Die vielen schönen Stunden, die ich in Gesprächen mit meinen Interviewpartner_innen habe verbringen dürfen, hat meine Sichtweise auf viele Dinge nochmals verändert. Ich durfte Einblicke in andere Kulturen erfahren und an persönlichen Geschichten teilhaben. Beides hat meinen Erfahrungsschatz vergrößert und auch reicher gemacht. Diese Erfahrungen spiegeln sich natürlich auch auf die Teilnehmer_innen zurück.

Alleine schon das erleben zu dürfen, versüßt mir die Mühen die die Arbeit an meinem Projekt mit sich bringt.

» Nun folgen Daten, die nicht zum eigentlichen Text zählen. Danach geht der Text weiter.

use std::sync::Arc;
use std::time::Instant;

use tracing::Instrument;

use crate::core::{Dynamic, dynamic};
use crate::error::{GraphError, UsageLimitExceeded};
use crate::graph::history::History;
use crate::graph::node::{DynNode, End, GraphContext, Next, Node};
use crate::graph::Graph;

/// Knobs for a single run.
#[derive(Debug, Clone, Default)]
pub struct RunOptions {
    /// Maximum number of nodes to run. `None` means no limit.
    pub step_limit: Option<usize>,
    /// Read-only dependencies, handed to every node through its context.
    pub deps: Option<Dynamic>,
}

impl RunOptions {
    pub fn step_limit(mut self, limit: usize) -> Self {
        self.step_limit = Some(limit);
        self
    }

    pub fn deps<T: Send + Sync + 'static>(mut self, deps: T) -> Self {
        self.deps = Some(dynamic(deps));
        self
    }
}

/// Outcome of a run that reached an end.
#[derive(Debug)]
pub struct RunResult<S, O> {
    pub output: O,
    pub state: S,
    pub history: History<S, O>,
}

impl<S, O> Graph<S, O>
where
    S: Clone + Send + 'static,
    O: Clone + Send + 'static,
{
    pub async fn run<N: Node<S, O>>(&self, start: N, state: S) -> Result<RunResult<S, O>, GraphError> {
        self.run_with(start, state, RunOptions::default()).await
    }

    /// Run from `start` until a node ends the graph.
    ///
    /// Every transition is checked against the edges the returning node
    /// declared. A violation stops the run, as does any error from a node.
    pub async fn run_with<N: Node<S, O>>(
        &self,
        start: N,
        state: S,
        options: RunOptions,
    ) -> Result<RunResult<S, O>, GraphError> {
        let start_id = N::id();
        if !self.contains(start_id) {
            return Err(GraphError::UnknownStart(start_id));
        }
        for id in self.unreachable_from(start_id) {
            tracing::warn!(node = %id, start = %start_id, "node is unreachable from the start node");
        }

        let mut ctx = GraphContext {
            state,
            deps: options.deps,
        };
        let mut history = History::new();
        let mut current: Arc<dyn DynNode<S, O>> = Arc::new(start);
        let mut steps = 0;

        loop {
            let id = current.node_id();
            let Some(def) = self.get(id) else {
                return Err(GraphError::UnknownStart(id));
            };

            if let Some(limit) = options.step_limit
                && steps >= limit
            {
                return Err(UsageLimitExceeded::new(format!(
                    "The next step would exceed the step_limit of {limit}"
                ))
                .into());
            }
            steps += 1;

            let index = history.push_node(current.clone(), ctx.state.clone());
            let started = Instant::now();
            let next = current
                .run_dyn(&mut ctx)
                .instrument(tracing::info_span!("node", id = %id))
                .await;
            history.set_duration(index, started.elapsed());

            match next.map_err(|err| GraphError::Node(id, err))? {
                Next::End(End(output)) => {
                    if !def.can_end {
                        return Err(GraphError::CannotEnd(id));
                    }
                    history.push_end(output.clone(), ctx.state.clone());
                    tracing::debug!(steps, "graph ended");
                    return Ok(RunResult {
                        output,
                        state: ctx.state,
                        history,
                    });
                }
                Next::Node(node) => {
                    let to = node.node_id();
                    if !self.contains(to) {
                        return Err(GraphError::UnknownDestination { from: id, to });
                    }
                    if !def.dest_any && !def.next.contains(&to) {
                        return Err(GraphError::DisallowedTransition { from: id, to });
                    }
                    current = node;
                }
            }
        }
    }

    /// [`Graph::run`] on the current thread.
    pub fn run_blocking<N: Node<S, O>>(&self, start: N, state: S) -> Result<RunResult<S, O>, GraphError> {
        futures::executor::block_on(self.run(start, state))
    }
}

#[cfg(test)]
mod tests {
    use anyhow::anyhow;

    use super::*;
    use crate::graph::{Edges, HistoryStep, NodeId, StepRecord, async_trait};

    #[derive(Debug)]
    struct Add(i64);

    #[async_trait]
    impl Node<i64, i64> for Add {
        fn edges() -> Edges<i64, i64> {
            Edges::new().to::<Double>()
        }

        async fn run(&self, ctx: &mut GraphContext<i64>) -> anyhow::Result<Next<i64, i64>> {
            ctx.state += self.0;
            Ok(Next::node(Double))
        }
    }

    #[derive(Debug)]
    struct Double;

    #[async_trait]
    impl Node<i64, i64> for Double {
        fn edges() -> Edges<i64, i64> {
            Edges::new().end()
        }

        async fn run(&self, ctx: &mut GraphContext<i64>) -> anyhow::Result<Next<i64, i64>> {
            Ok(Next::end(ctx.state * 2))
        }
    }

    /// Declares only `Double` but goes back to `Add`.
    #[derive(Debug)]
    struct Rogue;

    #[async_trait]
    impl Node<i64, i64> for Rogue {
        fn edges() -> Edges<i64, i64> {
            Edges::new().to::<Double>()
        }

        async fn run(&self, _: &mut GraphContext<i64>) -> anyhow::Result<Next<i64, i64>> {
            Ok(Next::node(Add(1)))
        }
    }

    #[derive(Debug)]
    struct Stubborn;

    #[async_trait]
    impl Node<i64, i64> for Stubborn {
        fn edges() -> Edges<i64, i64> {
            Edges::new().to::<Add>()
        }

        async fn run(&self, _: &mut GraphContext<i64>) -> anyhow::Result<Next<i64, i64>> {
            Ok(Next::end(0))
        }
    }

    #[derive(Debug)]
    struct Spin;

    #[async_trait]
    impl Node<i64, i64> for Spin {
        fn edges() -> Edges<i64, i64> {
            Edges::any()
        }

        async fn run(&self, ctx: &mut GraphContext<i64>) -> anyhow::Result<Next<i64, i64>> {
            ctx.state += 1;
            Ok(Next::node(Spin))
        }
    }

    /// Adds the run's dependencies to the state.
    #[derive(Debug)]
    struct Offset;

    #[async_trait]
    impl Node<i64, i64> for Offset {
        fn edges() -> Edges<i64, i64> {
            Edges::new().end()
        }

        async fn run(&self, ctx: &mut GraphContext<i64>) -> anyhow::Result<Next<i64, i64>> {
            let offset = ctx.deps::<i64>().copied().unwrap_or(0);
            Ok(Next::end(ctx.state + offset))
        }
    }

    #[derive(Debug, thiserror::Error)]
    #[error("broken")]
    struct Broken;

    #[derive(Debug)]
    struct Failing;

    #[async_trait]
    impl Node<i64, i64> for Failing {
        fn edges() -> Edges<i64, i64> {
            Edges::new().end()
        }

        async fn run(&self, _: &mut GraphContext<i64>) -> anyhow::Result<Next<i64, i64>> {
            Err(Broken.into())
        }
    }

    fn graph() -> Graph<i64, i64> {
        Graph::builder()
            .node::<Add>()
            .node::<Double>()
            .node::<Rogue>()
            .node::<Stubborn>()
            .node::<Spin>()
            .node::<Failing>()
            .node::<Offset>()
            .build()
            .unwrap()
    }

    #[tokio::test]
    async fn test_run_to_end() {
        let result = graph().run(Add(30), 0).await.unwrap();
        assert_eq!(result.output, 60);
        assert_eq!(result.state, 30);
        assert_eq!(result.history.len(), 3);
        assert_eq!(result.history.node_ids(), vec![NodeId::new("Add"), NodeId::new("Double")]);

        // snapshots taken before each node ran
        let states: Vec<i64> = result.history.iter().map(|step| *step.state()).collect();
        assert_eq!(states, vec![0, 30, 30]);

        match &result.history.steps()[1] {
            HistoryStep::Node(step) => assert!(step.duration.is_some()),
            HistoryStep::End(_) => panic!("expected a node step"),
        }
        assert!(matches!(
            result.history.steps()[2],
            HistoryStep::End(ref end) if end.result == 60
        ));
    }

    #[test]
    fn test_run_blocking() {
        let result = graph().run_blocking(Add(1), 1).unwrap();
        assert_eq!(result.output, 4);
    }

    #[tokio::test]
    async fn test_disallowed_transition() {
        let err = graph().run(Rogue, 0).await.unwrap_err();
        assert!(matches!(err, GraphError::DisallowedTransition { .. }));
        assert_eq!(
            err.to_string(),
            "Node Rogue cannot go to Add which is not in its list of allowed next nodes"
        );
    }

    #[tokio::test]
    async fn test_unknown_destination_and_start() {
        let small = Graph::builder().node::<Add>().node::<Rogue>().node::<Double>().build().unwrap();
        let err = small.run(Stubborn, 0).await.unwrap_err();
        assert!(matches!(err, GraphError::UnknownStart(id) if id == Stubborn::id()));

        let tiny: Graph<i64, i64> = Graph::builder().node::<Spin>().node::<Add>().node::<Double>().build().unwrap();
        let err = tiny.run(Rogue, 0).await.unwrap_err();
        assert!(matches!(err, GraphError::UnknownStart(_)));

        let err = Graph::<i64, i64>::builder()
            .node::<Rogue>()
            .node::<Double>()
            .build()
            .unwrap()
            .run(Rogue, 0)
            .await
            .unwrap_err();
        assert_eq!(err.to_string(), "Node Rogue cannot go to Add which is not in the Graph");
    }

    #[tokio::test]
    async fn test_cannot_end() {
        let err = graph().run(Stubborn, 0).await.unwrap_err();
        assert_eq!(err.to_string(), "Node Stubborn cannot end the graph");
    }

    #[tokio::test]
    async fn test_step_limit() {
        let options = RunOptions::default().step_limit(5);
        let err = graph().run_with(Spin, 0, options).await.unwrap_err();
        let GraphError::UsageLimit(limit) = err else {
            panic!("expected a usage limit error");
        };
        assert_eq!(limit.to_string(), "The next step would exceed the step_limit of 5");
    }

    #[tokio::test]
    async fn test_nodes_read_run_deps() {
        let graph = graph();
        let result = graph
            .run_with(Offset, 1, RunOptions::default().deps(41_i64))
            .await
            .unwrap();
        assert_eq!(result.output, 42);

        let result = graph.run(Offset, 1).await.unwrap();
        assert_eq!(result.output, 1);
    }

    #[tokio::test]
    async fn test_node_error_is_kept() {
        let err = graph().run(Failing, 0).await.unwrap_err();
        let GraphError::Node(id, source) = err else {
            panic!("expected a node error");
        };
        assert_eq!(id, Failing::id());
        assert!(source.downcast_ref::<Broken>().is_some());

        let err = GraphError::Node(id, anyhow!("plain"));
        assert_eq!(err.to_string(), "Node Failing:\nplain");
    }

    #[tokio::test]
    async fn test_history_records() {
        let result = graph().run(Add(2), 0).await.unwrap();
        let records = result.history.records();
        assert_eq!(records.len(), 3);
        assert!(matches!(&records[0], StepRecord::Node { id, node, state, .. }
            if id.as_str() == "Add" && node == "Add(2)" && state == "0"));
        assert!(matches!(&records[2], StepRecord::End { result, .. } if result == "4"));

        let json: serde_json::Value = serde_json::from_str(&result.history.to_json().unwrap()).unwrap();
        assert_eq!(json[0]["kind"], "node");
        assert_eq!(json[0]["id"], "Add");
        assert_eq!(json[2]["kind"], "end");
    }
}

Das ist ein Gastbeitrag von Martin Wolfert.

1 Kommentar zu „Ich bin Deutsch – ein Projekt gegen Fremdenfeindlichkeit“

  1. sehr cooles projekt. leider wird man auf der projektseite von massen an text erschlagen.
    aber hey meckern auf hohem niveau. etwas bebilderung die interview partner in ihrer kulturellen umgebung zeigen wäre noch ein bonus.